Up next: The Immeasurable Heaven by Caspar Geon (Solaris)

2026 Philip K. Dick Award Nominee: OUTLAW PLANET

Here’s the second of my posts reviewing the nominees for the 2026 Philip K. Dick Award. A reminder–the awards are made by the Philadelphia Science Fiction Society and will be presented at Norwescon‘s annual conference on April 3, 2026.

The Nominees

Outlaw Planet by M. R. Carey (Orbit)

Find it HERE.

In this New Weird/Neo-Western, sentient animals (the Wise Peoples) have taken over the world. Other animals (understock) are just. . .animals. Kind of like how Goofy is a talking dog but he, a dog, has a dog, Pluto, who is just a dog. (Wait–I promised I wouldn’t talk about Disney. . .) Humans, known as Pugfaces, are outcasts congregating in clans resembling Native American tribes. But the rest of the characters in this far-future vision of the U.S. are right out of Owen Wister’s The Virginian, crossed with the dark and often gothic humor of the Coen brothers’ 2018 film The Ballad of Buster Scruggs–except they’re animals–with a touch of China Mieville’s The Iron Council thrown in. Thronging the pages are wolves, bears, birds, prairie dogs, you name it. Prim dog schoolmarm Elizabeth from the east heads west by stagecoach and then by katy wagon. (Wagon pulled by a katydid. A large one.) Gets held up by murderous bandit (bear). Ends up in a two-horse (er. . katydid) town at the end of the middle of nowhere. During a plot development that parallels the U.S. Civil War pretty directly (but with animals), prim Elizabeth evolves into Dog-Bitch Bess, the fearsome renegade.
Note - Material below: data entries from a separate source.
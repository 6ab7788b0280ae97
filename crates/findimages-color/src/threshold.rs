//! Binary thresholding
//!
//! Converts 8-bit gray pages to binary rasters where set pixels are dark
//! foreground.

use crate::ColorResult;
use crate::analysis::GrayStats;
use crate::enhance::{contrast_stretch, invert_gray};
use findimages_core::{BinaryRaster, GrayRaster};

/// Convert a gray raster to binary using a fixed threshold
///
/// Pixels with value `< threshold` become set (foreground); all others are
/// cleared.
pub fn threshold_to_binary(gray: &GrayRaster, threshold: u8) -> ColorResult<BinaryRaster> {
    let w = gray.width();
    let mut out = BinaryRaster::new(w, gray.height())?;
    for (y, row) in gray.data().chunks_exact(w as usize).enumerate() {
        for (x, &v) in row.iter().enumerate() {
            if v < threshold {
                out.set_pixel_unchecked(x as u32, y as u32, 1);
            }
        }
    }
    Ok(out)
}

/// Binarize a scanned page
///
/// Stretches the contrast to the full gray range, thresholds at the rounded
/// mean, and inverts first when the page is predominantly dark so that
/// foreground is always the minority ink.
pub fn binarize_page(gray: &GrayRaster) -> ColorResult<BinaryRaster> {
    let stretched = contrast_stretch(gray);
    let stats = GrayStats::of(&stretched);
    let threshold = stats.mean.round().clamp(0.0, 255.0) as u8;

    if stats.mean < 128.0 {
        tracing::debug!(mean = stats.mean, threshold, "dark page, inverting before threshold");
        threshold_to_binary(&invert_gray(&stretched), 255 - threshold)
    } else {
        tracing::debug!(mean = stats.mean, threshold, "binarizing page");
        threshold_to_binary(&stretched, threshold)
    }
}

#[cfg(test)]
mod tests {
    use super::*;

    #[test]
    fn test_threshold_to_binary() {
        let gray = GrayRaster::from_vec(4, 1, vec![0, 99, 100, 255]).unwrap();
        let bin = threshold_to_binary(&gray, 100).unwrap();
        assert_eq!(bin.get_pixel(0, 0), Some(1));
        assert_eq!(bin.get_pixel(1, 0), Some(1));
        assert_eq!(bin.get_pixel(2, 0), Some(0));
        assert_eq!(bin.get_pixel(3, 0), Some(0));
    }

    #[test]
    fn test_binarize_light_page() {
        // Mostly white page with a dark mark.
        let mut data = vec![230u8; 100];
        data[44] = 20;
        data[45] = 20;
        let gray = GrayRaster::from_vec(10, 10, data).unwrap();
        let bin = binarize_page(&gray).unwrap();
        assert_eq!(bin.count_pixels(), 2);
        assert_eq!(bin.get_pixel(4, 4), Some(1));
    }

    #[test]
    fn test_binarize_dark_page() {
        // Light text on a dark background.
        let mut data = vec![15u8; 100];
        data[0] = 240;
        data[99] = 240;
        let gray = GrayRaster::from_vec(10, 10, data).unwrap();
        let bin = binarize_page(&gray).unwrap();
        assert_eq!(bin.count_pixels(), 2);
        assert_eq!(bin.get_pixel(0, 0), Some(1));
        assert_eq!(bin.get_pixel(9, 9), Some(1));
    }

    #[test]
    fn test_binarize_uniform_page() {
        let gray = GrayRaster::new(8, 8, 255).unwrap();
        assert!(binarize_page(&gray).unwrap().is_zero());
    }
}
Going against the usual grain of talking animal stories, there is no cutesy stuff in this novel. Nothing twee about this one. It’s not all grim and serious, though. There are jokes. For example, the mayor, a wolf, is described as having a smile “three parts avuncular to two parts blow-your-house down.” Mostly, though, the whole thing is told totally straight-faced.
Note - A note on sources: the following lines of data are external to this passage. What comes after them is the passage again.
//! Error types for findimages-core
//!
//! Provides a unified error type for all operations in the core crate.
//! Each variant captures enough context for diagnostics without exposing
//! internal implementation details.

use thiserror::Error;

/// findimages-core error type
#[derive(Error, Debug)]
pub enum Error {
    /// Invalid raster dimensions
    #[error("invalid raster dimensions: {width}x{height}")]
    InvalidDimension { width: u32, height: u32 },

    /// Index out of bounds
    #[error("index out of bounds: {index} >= {len}")]
    IndexOutOfBounds { index: usize, len: usize },

    /// Raster dimension mismatch in a two-operand operation
    #[error("dimension mismatch: expected {}x{}, got {}x{}", .expected.0, .expected.1, .actual.0, .actual.1)]
    DimensionMismatch {
        expected: (u32, u32),
        actual: (u32, u32),
    },

    /// Invalid parameter value
    #[error("invalid parameter: {0}")]
    InvalidParameter(String),

    /// I/O error
    #[error("I/O error: {0}")]
    Io(#[from] std::io::Error),

    /// Text or data decode error
    #[error("decode error: {0}")]
    DecodeError(String),
}

/// Result type alias for findimages-core operations
pub type Result<T> = std::result::Result<T, Error>;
Okay, I’m lying. That’s just what PART of the book is about. Interwoven with with Bess’s story, a series of field reports from a completely different set of characters inhabiting what seems to be a completely different world starts changing the narrative. It’s pretty jarring. This second narrative takes a completely different tone. The characters are completely different kinds of characters. the whole genre is completely different–hard military SF. The world the author builds is completely different. The contrast with the talking-animals-out-west story is shocking.
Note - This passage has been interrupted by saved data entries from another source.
//! Bit access within a packed row of words
//!
//! Pixel `x` of a row lives in word `x / 32` at bit `31 - (x % 32)`.

/// Get a 1-bit pixel value.
#[inline]
pub fn get_data_bit(line: &[u32], x: u32) -> u32 {
    (line[(x >> 5) as usize] >> (31 - (x & 31))) & 1
}

/// Set a 1-bit pixel value. Any nonzero `val` sets the bit.
#[inline]
pub fn set_data_bit(line: &mut [u32], x: u32, val: u32) {
    if val != 0 {
        set_data_bit_val(line, x);
    } else {
        clear_data_bit(line, x);
    }
}

/// Set a 1-bit pixel to 1.
#[inline]
pub fn set_data_bit_val(line: &mut [u32], x: u32) {
    line[(x >> 5) as usize] |= 0x8000_0000 >> (x & 31);
}

/// Clear a 1-bit pixel to 0.
#[inline]
pub fn clear_data_bit(line: &mut [u32], x: u32) {
    line[(x >> 5) as usize] &= !(0x8000_0000 >> (x & 31));
}

#[cfg(test)]
mod tests {
    use super::*;

    #[test]
    fn test_msb_first_packing() {
        let mut line = [0u32; 2];
        set_data_bit_val(&mut line, 0);
        set_data_bit_val(&mut line, 33);
        assert_eq!(line[0], 0x8000_0000);
        assert_eq!(line[1], 0x4000_0000);
        assert_eq!(get_data_bit(&line, 0), 1);
        assert_eq!(get_data_bit(&line, 33), 1);
        assert_eq!(get_data_bit(&line, 32), 0);

        clear_data_bit(&mut line, 0);
        assert_eq!(line[0], 0);
        set_data_bit(&mut line, 63, 1);
        assert_eq!(line[1], 0x4000_0001);
    }
}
Yet as the novel moves forward, the reader begins to realize how ingeniously the author weaves these two disparate story lines together. I doubt many writers could bring something like this off, and Carey does it, brilliantly. I am in awe of his skill. I’m going to have to read other books of his to see if he does anything similar–he is a new author for me. That’s what I love about these lists–a regular reader like me, no particular expertise in the genre, finds many new and delightful books and authors to treasure.

In retrospect, I see clues from the very beginning of the animal narrative that point to the emergence and development of the second story line. Bess’s encounter with one of the Pug-faces at one of the mysterious dream-towers that dot the landscape is one. Another is all the chatter about the Precursors and their prized relics, especially a Precursor weapon that appears early in the book.

This was a fun book to read, and quite thought-provoking. In many ways, it is a cautionary tale. But don’t think Orwell and Animal Farm. This animal book is very different. No THIS ANIMAL = THIS KIND OF HUMAN, or not directly. Actually, I’ve always found Animal Farm kind of ham-handed (bad pun) in its satire. Carey’s novel is much subtler and cuts, in my opinion, much deeper.